[DATA PROVIDED — start]

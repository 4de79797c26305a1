use std::sync::Arc;

use chrono::Local;
use clap::{Parser, Subcommand, ValueEnum};
use tokio::sync::mpsc;
use tracing::{info, warn};
use tracing_subscriber::EnvFilter;

use kitchenlink::config::{fetch_config, settings_path};
use kitchenlink::dispatch::OrderDispatcher;
use kitchenlink::printer::{DEFAULT_CONNECT_TIMEOUT, PrinterTransport};
use kitchenlink::settings::{FileSettings, KEY_AUTO_PRINT, PrinterEndpoint, Settings};
use kitchenlink::stream::{StreamClient, StreamConfig, WsDialer};
use kitchenlink::ticket::encode_test_page;
use kitchenlink::ui::{UiEvent, UiHandle};
use kitchenlink::{KitchenLinkError, Result};

#[derive(Parser)]
#[command(name = "kitchenlink", version, about = "Prints kitchen tickets for incoming orders")]
struct Cli {
    #[command(subcommand)]
    command: Option<Command>,
}

#[derive(Subcommand)]
enum Command {
    /// Listen for orders and print kitchen tickets (default).
    Run,
    /// Check that the configured printer accepts connections.
    TestConnection,
    /// Print a test page on the configured printer.
    TestPrint,
    /// Store the printer address.
    SetPrinter {
        host: String,
        #[arg(long, default_value_t = kitchenlink::settings::DEFAULT_PRINTER_PORT)]
        port: u16,
        #[arg(long)]
        name: Option<String>,
    },
    /// Turn automatic printing of new orders on or off.
    AutoPrint { state: Toggle },
}

#[derive(Clone, Copy, ValueEnum)]
enum Toggle {
    On,
    Off,
}

#[tokio::main]
async fn main() -> Result<()> {
    tracing_subscriber::fmt()
        .with_env_filter(EnvFilter::try_from_default_env().unwrap_or_else(|_| EnvFilter::new("info")))
        .init();

    let cli = Cli::parse();
    let settings = Arc::new(FileSettings::new(settings_path()));

    match cli.command.unwrap_or(Command::Run) {
        Command::Run => run(settings).await,
        Command::TestConnection => {
            let endpoint = PrinterEndpoint::load(&*settings);
            PrinterTransport::new()
                .test_connection(&endpoint.host, endpoint.port, DEFAULT_CONNECT_TIMEOUT)
                .await?;
            info!(host = %endpoint.host, port = endpoint.port, "Printer connection OK");
            Ok(())
        }
        Command::TestPrint => {
            let endpoint = PrinterEndpoint::load(&*settings);
            let page = encode_test_page(&endpoint.host, endpoint.port, Local::now().naive_local());
            PrinterTransport::new().print_ticket(&endpoint, &page).await?;
            info!(host = %endpoint.host, port = endpoint.port, "Test page sent");
            Ok(())
        }
        Command::SetPrinter { host, port, name } => {
            let mut endpoint = PrinterEndpoint::load(&*settings);
            endpoint.host = host.trim().to_string();
            endpoint.port = port;
            if let Some(name) = name {
                endpoint.name = name;
            }
            if !endpoint.is_configured() {
                return Err(KitchenLinkError::Config("printer host must not be empty".to_string()));
            }
            endpoint.save(&*settings)?;
            info!(path = %settings.path().display(), "Printer settings saved");
            Ok(())
        }
        Command::AutoPrint { state } => {
            let value = match state {
                Toggle::On => "true",
                Toggle::Off => "false",
            };
            settings.set(KEY_AUTO_PRINT, value)?;
            info!(auto_print = value, "Printer settings saved");
            Ok(())
        }
    }
}

/// Streams orders until Ctrl-C. The main task plays the UI role: it is the
/// only consumer of [`UiEvent`]s.
async fn run(settings: Arc<FileSettings>) -> Result<()> {
    let app_config = fetch_config()?;

    let (ui, mut ui_rx) = UiHandle::channel();
    let (events_tx, events_rx) = mpsc::unbounded_channel();

    let client = StreamClient::new(StreamConfig::new(app_config.stream_url()), WsDialer, events_tx);
    let dispatcher = OrderDispatcher::new(settings, PrinterTransport::new(), ui);
    let dispatcher_task = tokio::spawn(dispatcher.run(events_rx));

    client.connect();

    let shutdown = tokio::signal::ctrl_c();
    tokio::pin!(shutdown);

    loop {
        tokio::select! {
            Some(event) = ui_rx.recv() => report(&event),
            result = &mut shutdown => {
                if let Err(e) = result {
                    warn!(error = %e, "Failed to listen for Ctrl-C");
                }
                info!("Shutting down");
                break;
            }
        }
    }

    client.close();
    client.join().await;
    drop(client);
    if let Err(e) = dispatcher_task.await {
        warn!(error = %e, "Order dispatcher task failed");
    }

    Ok(())
}

fn report(event: &UiEvent) {
    match event {
        UiEvent::Connected => info!("Connected to orders"),
        UiEvent::Disconnected { code, reason } => info!(code, reason = %reason, "Disconnected from orders"),
        UiEvent::ConnectionError(error) => warn!(error = %error, "Order stream error"),
        UiEvent::MessageReceived => {}
        UiEvent::OrderReceived { order_id } => info!(order_id = %order_id, "New order received!"),
        UiEvent::MessageDropped { error } => warn!(error = %error, "Unreadable order message"),
        UiEvent::PrinterNotConfigured { order_id } => {
            warn!(order_id = %order_id, "No printer configured, ticket not printed")
        }
        UiEvent::PrintSucceeded { order_id } => info!(order_id = %order_id, "Ticket printed"),
        UiEvent::PrintFailed { order_id, error } => {
            warn!(order_id = %order_id, error = %error, "Print failed")
        }
    }
}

[DATA PROVIDED — finish]

● TASK INSTRUCTIONS:
What lines in the material above include "AutoPrint"? Copy every one of them.

● RESULT OF THIS EXERCISE:
    AutoPrint { state: Toggle },
        Command::AutoPrint { state } => {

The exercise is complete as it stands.